Nombreuses disciplines des sciences dures et sciences humaines ce sont appropriées la notion de "terroir". Bien que toutes ces disciplines produisent du savoir, permettant de comprendre au mieux ce qu'est le "terroir", le terme reste encore très débattu dans le milieu scientifique. A travers le regard de quelques disciplines, nous allons appréhender la notion de "terroir" , tenter de la définir et s'intéresser à l'utilisation du terme. Puis en s’intéressant à l'engagement des vignerons, à leur travail sur "l'expression du terroir" nous allons voir les tensions et les rapports de forces qui émergent aux sein des interactions entre les producteurs de "vin de terroir" et "vin naturel" .

I/ Comprendre la notion de "terroir": l'utilisation du terme une spécificité française


Historiquement l'idée que la qualité du vin soit cautionnée par l'origine géographique de celui ci a toujours jalonné la viticulture. Et a amené à penser des "certifications territoriales de la qualité des produits agroalimentaires" à travers une reconnaissance politique des territoires ( politique de territorialisation des régions). Aujourd'hui le terroir est vu comme un espace vivant et innovant, pris dans des normes environnementales jugées acceptables et des critères socio-économiques subjectifs ( INRA & INAO). Le terroir se retrouve alors normalisé par les notions "Appellations contrôlées" vues comme les garantes de la qualité du vin.
On observe aujourd'hui une augmentation de la consommation des vins labellisés. Puisque dans l'imaginaire social, les appellations sont gages de qualité, les consommateurs suivent ces logiques. Bien que socialement et historiquement le " terroir" fut construit comme un atout majeur dans la Production et la Consommation du vin, peut d'acteurs savent expliquer la corrélation entre le terroir et la qualité d'un vin, où plus précisément son impact sur la qualité des vins.
Il faut savoir aussi que le terme " terroir" et l'ensemble des enjeux agronomiques et sociétaux que véhicule la notion, n'a pas d'équivalent dans les autres langages viticoles ( Anglais, Espagnol, Italien).
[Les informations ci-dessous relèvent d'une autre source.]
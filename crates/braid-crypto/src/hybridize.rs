//! Hybridization combiners
//!
//! Each combiner merges an ordered sequence of byte strings into a single
//! derived key. XOR is commutative; HMAC and XORHMAC are order-sensitive, so
//! callers must agree on the sequence order with their peer before combining.

use crate::error::{CryptoError, Result};
use crate::format::enforce_key_size;
use hmac::{Hmac, Mac};
use sha2::Sha256;

type HmacSha256 = Hmac<Sha256>;

/// Byte-wise XOR of all keys, each first shaped to exactly `chunk_size` bytes.
pub fn xor_keys(keys: &[Vec<u8>], chunk_size: usize) -> Result<Vec<u8>> {
    if keys.is_empty() {
        return Err(CryptoError::EmptyInput);
    }
    if chunk_size == 0 {
        return Err(CryptoError::InvalidChunkSize(chunk_size));
    }

    let mut derived = enforce_key_size(&keys[0], chunk_size);
    for key in &keys[1..] {
        let shaped = enforce_key_size(key, chunk_size);
        for (d, s) in derived.iter_mut().zip(shaped.iter()) {
            *d ^= s;
        }
    }

    Ok(derived)
}

/// HMAC-SHA-256 with `keys[0]` as the MAC key and the concatenation of the
/// remaining keys as the message. Inputs are used as-is; the output is always
/// 32 bytes.
pub fn hmac_keys(keys: &[Vec<u8>]) -> Result<Vec<u8>> {
    if keys.is_empty() {
        return Err(CryptoError::EmptyInput);
    }

    let mut mac = HmacSha256::new_from_slice(&keys[0])
        .map_err(|e| CryptoError::InvalidKey(e.to_string()))?;
    for key in &keys[1..] {
        mac.update(key);
    }

    Ok(mac.finalize().into_bytes().to_vec())
}

/// HMAC over the sequence and over the reversed sequence, XORed together at
/// `chunk_size`.
pub fn xor_hmac_keys(keys: &[Vec<u8>], chunk_size: usize) -> Result<Vec<u8>> {
    if chunk_size == 0 {
        return Err(CryptoError::InvalidChunkSize(chunk_size));
    }

    let forward = hmac_keys(keys)?;

    let mut reversed = keys.to_vec();
    reversed.reverse();
    let backward = hmac_keys(&reversed)?;

    xor_keys(&[forward, backward], chunk_size)
}

#[cfg(test)]
mod tests {
    use super::*;

    #[test]
    fn xor_two_keys() {
        // 0x0102 ^ 0xFF00 = 0xFE02
        let keys = vec![vec![0x01, 0x02], vec![0xFF, 0x00]];
        assert_eq!(xor_keys(&keys, 2).unwrap(), vec![0xFE, 0x02]);
    }

    #[test]
    fn xor_pads_inputs_to_chunk_size() {
        let keys = vec![vec![0x01, 0x02], vec![0xFF, 0x00]];
        assert_eq!(xor_keys(&keys, 4).unwrap(), vec![0xFE, 0x02, 0x00, 0x00]);
    }

    #[test]
    fn xor_output_length_matches_chunk_size() {
        let keys = vec![vec![0xAA; 64], vec![0x55; 16], vec![0x0F; 7]];
        for size in [1usize, 8, 32, 100] {
            assert_eq!(xor_keys(&keys, size).unwrap().len(), size);
        }
    }

    #[test]
    fn xor_is_commutative() {
        let keys = vec![vec![1, 2, 3], vec![4, 5], vec![6]];
        let mut permuted = keys.clone();
        permuted.rotate_left(1);
        assert_eq!(
            xor_keys(&keys, 8).unwrap(),
            xor_keys(&permuted, 8).unwrap()
        );
    }

    #[test]
    fn hmac_matches_known_answer() {
        // HMAC-SHA-256(key="key", msg="msg1msg2")
        let keys = vec![b"key".to_vec(), b"msg1".to_vec(), b"msg2".to_vec()];
        let derived = hmac_keys(&keys).unwrap();
        assert_eq!(derived.len(), 32);

        let direct = {
            let mut mac = HmacSha256::new_from_slice(b"key").unwrap();
            mac.update(b"msg1msg2");
            mac.finalize().into_bytes().to_vec()
        };
        assert_eq!(derived, direct);
    }

    #[test]
    fn hmac_is_order_sensitive() {
        let keys = vec![b"key".to_vec(), b"msg1".to_vec(), b"msg2".to_vec()];
        let mut reversed = keys.clone();
        reversed.reverse();
        assert_ne!(hmac_keys(&keys).unwrap(), hmac_keys(&reversed).unwrap());
    }

    #[test]
    fn xorhmac_output_length_matches_chunk_size() {
        let keys = vec![vec![1, 2, 3], vec![4, 5, 6]];
        for size in [2usize, 32, 64] {
            assert_eq!(xor_hmac_keys(&keys, size).unwrap().len(), size);
        }
    }

    #[test]
    fn xorhmac_preserves_input_order() {
        let keys = vec![vec![1, 2, 3], vec![4, 5, 6]];
        let snapshot = keys.clone();
        xor_hmac_keys(&keys, 32).unwrap();
        assert_eq!(keys, snapshot);
    }

    #[test]
    fn empty_input_is_rejected() {
        assert_eq!(xor_keys(&[], 16), Err(CryptoError::EmptyInput));
        assert_eq!(hmac_keys(&[]), Err(CryptoError::EmptyInput));
        assert_eq!(xor_hmac_keys(&[], 16), Err(CryptoError::EmptyInput));
    }

    #[test]
    fn zero_chunk_size_is_rejected() {
        let keys = vec![vec![1u8]];
        assert_eq!(xor_keys(&keys, 0), Err(CryptoError::InvalidChunkSize(0)));
        assert_eq!(
            xor_hmac_keys(&keys, 0),
            Err(CryptoError::InvalidChunkSize(0))
        );
    }
}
L'utilisation du terme " terroir" dans le langage viticole et le langage commun français reflète une évolution culturelle du concept, spécifique à la France. Où le terme " terroir" s'applique dans une dynamique locale ou régionale.
Le terme "terroir" ballote entre simplifications agronomiques et complexités socio-économiques, une polysémie difficile à saisir qui englobe à la fois des facteurs biotiques (géomorphologique, climatologique, biogéographique..) et une dimension anthropique complexe (modélisation du vivant). Cette confusion qui entoure le terme " terroir" trouve aussi sa source dans l'appropriation et l'utilisation de la notion par les acteurs sociaux, de la production et de la consommation.
En France dans les années 60, le terme " terroir" se voit associé à une connotation négative dans la sphère sociale. Le mot "terroir" fut le porteur des stéréotypes d'une " ruralité démodée" voir " retardée" en opposition à l'espace urbain "notateur" et "moderne", terminologie révélatrice d'une dichotomie entre " espace urbain" et " espace rural" de l'époque, qui persiste encore aujourd'hui.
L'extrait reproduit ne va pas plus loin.